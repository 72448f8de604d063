// SPDX-License-Identifier: AGPL-3.0-or-later
// Copyright (C) 2026 Vallés Puig, Ramon

//! Time of day ⇄ fraction of a Julian day.
//!
//! Julian days start at noon, so a civil time of day is re-based before it
//! becomes a day fraction:
//!
//! | Civil time | Fraction | Day adjustment |
//! |------------|----------|----------------|
//! | 00:00 ≤ t < 12:00 | `(t + 12 h) / 24 h` | −1 |
//! | 12:00 | 0 | 0 |
//! | 12:00 < t < 24:00 | `(t − 12 h) / 24 h` | 0 |
//!
//! Fractions are exact [`BigRational`] values over nanoseconds, so repeated
//! composition never drifts the way binary floating point does.

use std::cmp::Ordering;

use num_bigint::BigInt;
use num_rational::BigRational;
use num_traits::{One, Signed, ToPrimitive};

use crate::error::{CalendarError, Result};

pub const NANOS_PER_SECOND: u64 = 1_000_000_000;
pub const NANOS_PER_DAY: u64 = 86_400 * NANOS_PER_SECOND;
const NANOS_PER_HALF_DAY: u64 = NANOS_PER_DAY / 2;

/// A civil time of day with nanosecond resolution.
///
/// `second` may be 60 to spell a leap second. Component ranges are checked
/// on construction; whether the total stays below 24 h is checked where the
/// time is converted ([`day_fraction`], the year-interval classifier).
#[derive(Debug, Copy, Clone, PartialEq, Eq, PartialOrd, Ord, Hash)]
pub struct TimeOfDay {
    hour: u8,
    minute: u8,
    second: u8,
    nanosecond: u32,
}

impl TimeOfDay {
    pub const MIDNIGHT: Self = Self::from_nanos(0);
    pub const NOON: Self = Self::from_nanos(NANOS_PER_HALF_DAY);
    /// The last representable instant of a day, 23:59:59.999999999.
    pub const LAST_INSTANT: Self = Self::from_nanos(NANOS_PER_DAY - 1);

    /// Builds a time of day, rejecting out-of-range components.
    pub fn new(hour: u8, minute: u8, second: u8, nanosecond: u32) -> Result<Self> {
        if hour > 23 || minute > 59 || second > 60 || u64::from(nanosecond) >= NANOS_PER_SECOND {
            return Err(CalendarError::InvalidTimeOfDay {
                hour,
                minute,
                second,
                nanosecond,
            });
        }
        Ok(Self {
            hour,
            minute,
            second,
            nanosecond,
        })
    }

    /// Assembles components that were already range-checked.
    pub(crate) const fn from_parts(hour: u8, minute: u8, second: u8, nanosecond: u32) -> Self {
        Self {
            hour,
            minute,
            second,
            nanosecond,
        }
    }

    /// Time of day `nanos` nanoseconds after midnight; `nanos` must be below one day.
    pub(crate) const fn from_nanos(nanos: u64) -> Self {
        let seconds = nanos / NANOS_PER_SECOND;
        Self {
            hour: (seconds / 3_600) as u8,
            minute: (seconds / 60 % 60) as u8,
            second: (seconds % 60) as u8,
            nanosecond: (nanos % NANOS_PER_SECOND) as u32,
        }
    }

    #[inline]
    pub const fn hour(&self) -> u8 {
        self.hour
    }

    #[inline]
    pub const fn minute(&self) -> u8 {
        self.minute
    }

    #[inline]
    pub const fn second(&self) -> u8 {
        self.second
    }

    #[inline]
    pub const fn nanosecond(&self) -> u32 {
        self.nanosecond
    }

    /// Nanoseconds since midnight.
    ///
    /// # Errors
    /// [`CalendarError::InvalidTimeOfDay`] if the total reaches 24 h, which
    /// only happens for a leap second spelled `23:59:60`.
    pub fn nanos_since_midnight(&self) -> Result<u64> {
        nanos_since_midnight(self.hour, self.minute, self.second, self.nanosecond)
    }
}

/// Validates the components and returns nanoseconds since midnight.
pub(crate) fn nanos_since_midnight(
    hour: u8,
    minute: u8,
    second: u8,
    nanosecond: u32,
) -> Result<u64> {
    let time = TimeOfDay::new(hour, minute, second, nanosecond)?;
    let seconds = (u64::from(time.hour) * 60 + u64::from(time.minute)) * 60 + u64::from(time.second);
    let nanos = seconds * NANOS_PER_SECOND + u64::from(time.nanosecond);
    if nanos >= NANOS_PER_DAY {
        return Err(CalendarError::InvalidTimeOfDay {
            hour,
            minute,
            second,
            nanosecond,
        });
    }
    Ok(nanos)
}

fn nanos_to_fraction(nanos: u64) -> BigRational {
    BigRational::new(BigInt::from(nanos), BigInt::from(NANOS_PER_DAY))
}

/// A day fraction measured from noon, plus the shift it implies on the
/// integer day count.
#[derive(Debug, Clone, PartialEq, Eq)]
pub struct NoonFraction {
    /// Time since the preceding noon, in days, within `[0, 1)`.
    pub fraction: BigRational,
    /// `-1` when the time falls before noon and so belongs to the previous
    /// integer Julian day, `0` otherwise.
    pub day_adjustment: i64,
}

/// Converts a time of day into a fraction of a Julian day.
///
/// # Errors
/// [`CalendarError::InvalidTimeOfDay`] if a component is out of range or the
/// total reaches 24 h.
pub fn day_fraction(hour: u8, minute: u8, second: u8, nanosecond: u32) -> Result<NoonFraction> {
    let nanos = nanos_since_midnight(hour, minute, second, nanosecond)?;
    let (since_noon, day_adjustment) = match nanos.cmp(&NANOS_PER_HALF_DAY) {
        Ordering::Less => (nanos + NANOS_PER_HALF_DAY, -1),
        Ordering::Equal => (0, 0),
        Ordering::Greater => (nanos - NANOS_PER_HALF_DAY, 0),
    };
    Ok(NoonFraction {
        fraction: nanos_to_fraction(since_noon),
        day_adjustment,
    })
}

/// Inverse of [`day_fraction`].
///
/// Truncates `fraction` to whole nanoseconds and returns the civil time of
/// day together with the day offset from the integer Julian day: `0` while
/// the instant is between noon and midnight, `1` once midnight has passed.
///
/// # Errors
/// [`CalendarError::InvalidFraction`] if `fraction` is outside `[0, 1)`.
pub fn time_of_day_from_fraction(fraction: &BigRational) -> Result<(TimeOfDay, i64)> {
    let invalid = || CalendarError::InvalidFraction {
        fraction: fraction.clone(),
    };
    if !is_unit_fraction(fraction) {
        return Err(invalid());
    }
    let nanos_per_day = BigRational::from_integer(BigInt::from(NANOS_PER_DAY));
    let since_noon = (fraction * &nanos_per_day)
        .floor()
        .to_integer()
        .to_u64()
        .ok_or_else(invalid)?;
    Ok(if since_noon < NANOS_PER_HALF_DAY {
        (TimeOfDay::from_nanos(since_noon + NANOS_PER_HALF_DAY), 0)
    } else {
        (TimeOfDay::from_nanos(since_noon - NANOS_PER_HALF_DAY), 1)
    })
}

/// Returns `true` if `fraction` lies in `[0, 1)`.
#[inline]
pub(crate) fn is_unit_fraction(fraction: &BigRational) -> bool {
    !fraction.is_negative() && *fraction < BigRational::one()
}

/// Half a day, the fraction of a Julian day at civil midnight.
#[inline]
pub(crate) fn half_day() -> BigRational {
    BigRational::new(BigInt::one(), BigInt::from(2))
}

#[cfg(test)]
mod tests {
    use super::*;
    use num_traits::Zero;

    fn ratio(numer: i64, denom: i64) -> BigRational {
        BigRational::new(BigInt::from(numer), BigInt::from(denom))
    }

    #[test]
    fn noon_is_the_start_of_the_day() {
        let noon = day_fraction(12, 0, 0, 0).unwrap();
        assert_eq!(noon.fraction, BigRational::zero());
        assert_eq!(noon.day_adjustment, 0);
    }

    #[test]
    fn midnight_belongs_to_the_previous_day() {
        let midnight = day_fraction(0, 0, 0, 0).unwrap();
        assert_eq!(midnight.fraction, ratio(1, 2));
        assert_eq!(midnight.day_adjustment, -1);
    }

    #[test]
    fn afternoon_and_morning() {
        let evening = day_fraction(18, 0, 0, 0).unwrap();
        assert_eq!(evening.fraction, ratio(1, 4));
        assert_eq!(evening.day_adjustment, 0);

        let morning = day_fraction(6, 0, 0, 0).unwrap();
        assert_eq!(morning.fraction, ratio(3, 4));
        assert_eq!(morning.day_adjustment, -1);
    }

    #[test]
    fn nanosecond_resolution_is_exact() {
        let tick = day_fraction(12, 0, 0, 1).unwrap();
        assert_eq!(tick.fraction, ratio(1, 86_400_000_000_000));

        let last = day_fraction(11, 59, 59, 999_999_999).unwrap();
        assert_eq!(last.fraction, ratio(86_399_999_999_999, 86_400_000_000_000));
        assert_eq!(last.day_adjustment, -1);
    }

    #[test]
    fn rejects_out_of_range_components() {
        assert!(matches!(
            day_fraction(24, 0, 0, 0),
            Err(CalendarError::InvalidTimeOfDay { hour: 24, .. })
        ));
        assert!(day_fraction(0, 60, 0, 0).is_err());
        assert!(day_fraction(0, 0, 61, 0).is_err());
        assert!(day_fraction(0, 0, 0, 1_000_000_000).is_err());
        // A leap second that would end the day.
        assert_eq!(
            day_fraction(23, 59, 60, 7),
            Err(CalendarError::InvalidTimeOfDay {
                hour: 23,
                minute: 59,
                second: 60,
                nanosecond: 7,
            })
        );
    }

    #[test]
    fn mid_day_leap_second_equals_next_minute() {
        let leap = day_fraction(10, 59, 60, 0).unwrap();
        let next = day_fraction(11, 0, 0, 0).unwrap();
        assert_eq!(leap, next);
    }

    #[test]
    fn inverse_restores_the_time() {
        for (h, m, s, ns) in [
            (0, 0, 0, 0),
            (6, 30, 15, 123_456_789),
            (11, 59, 59, 999_999_999),
            (12, 0, 0, 0),
            (12, 0, 0, 1),
            (23, 59, 59, 999_999_999),
        ] {
            let noon = day_fraction(h, m, s, ns).unwrap();
            let (time, offset) = time_of_day_from_fraction(&noon.fraction).unwrap();
            assert_eq!(time, TimeOfDay::new(h, m, s, ns).unwrap());
            assert_eq!(offset, -noon.day_adjustment);
        }
    }

    #[test]
    fn inverse_truncates_sub_nanosecond_fractions() {
        let fraction = ratio(1, 3);
        let (time, offset) = time_of_day_from_fraction(&fraction).unwrap();
        assert_eq!(offset, 0);
        assert_eq!(time, TimeOfDay::new(20, 0, 0, 0).unwrap());

        let tiny = ratio(1, 10 * 86_400_000_000_000);
        let (time, _) = time_of_day_from_fraction(&tiny).unwrap();
        assert_eq!(time, TimeOfDay::NOON);
    }

    #[test]
    fn inverse_rejects_fractions_outside_the_unit_interval() {
        assert!(matches!(
            time_of_day_from_fraction(&BigRational::one()),
            Err(CalendarError::InvalidFraction { .. })
        ));
        assert!(time_of_day_from_fraction(&ratio(-1, 2)).is_err());
    }

    #[test]
    fn time_of_day_constants() {
        assert_eq!(TimeOfDay::MIDNIGHT.nanos_since_midnight(), Ok(0));
        assert_eq!(TimeOfDay::NOON.hour(), 12);
        let last = TimeOfDay::LAST_INSTANT;
        assert_eq!(
            (last.hour(), last.minute(), last.second(), last.nanosecond()),
            (23, 59, 59, 999_999_999)
        );
    }
}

───

INSTRUCTIONS FOR THE TASK:
Repeat the entries above verbatim, but only from the line that has "#[derive(Debug, Clone, PartialEq, Eq)]" down to the line that has "nanos_since_midnight(hour, minute, second, nanosecond)?;", inclusive.

ANSWER TO THIS PROBLEM:
#[derive(Debug, Clone, PartialEq, Eq)]
pub struct NoonFraction {
    /// Time since the preceding noon, in days, within `[0, 1)`.
    pub fraction: BigRational,
    /// `-1` when the time falls before noon and so belongs to the previous
    /// integer Julian day, `0` otherwise.
    pub day_adjustment: i64,
}

/// Converts a time of day into a fraction of a Julian day.
///
/// # Errors
/// [`CalendarError::InvalidTimeOfDay`] if a component is out of range or the
/// total reaches 24 h.
pub fn day_fraction(hour: u8, minute: u8, second: u8, nanosecond: u32) -> Result<NoonFraction> {
    let nanos = nanos_since_midnight(hour, minute, second, nanosecond)?;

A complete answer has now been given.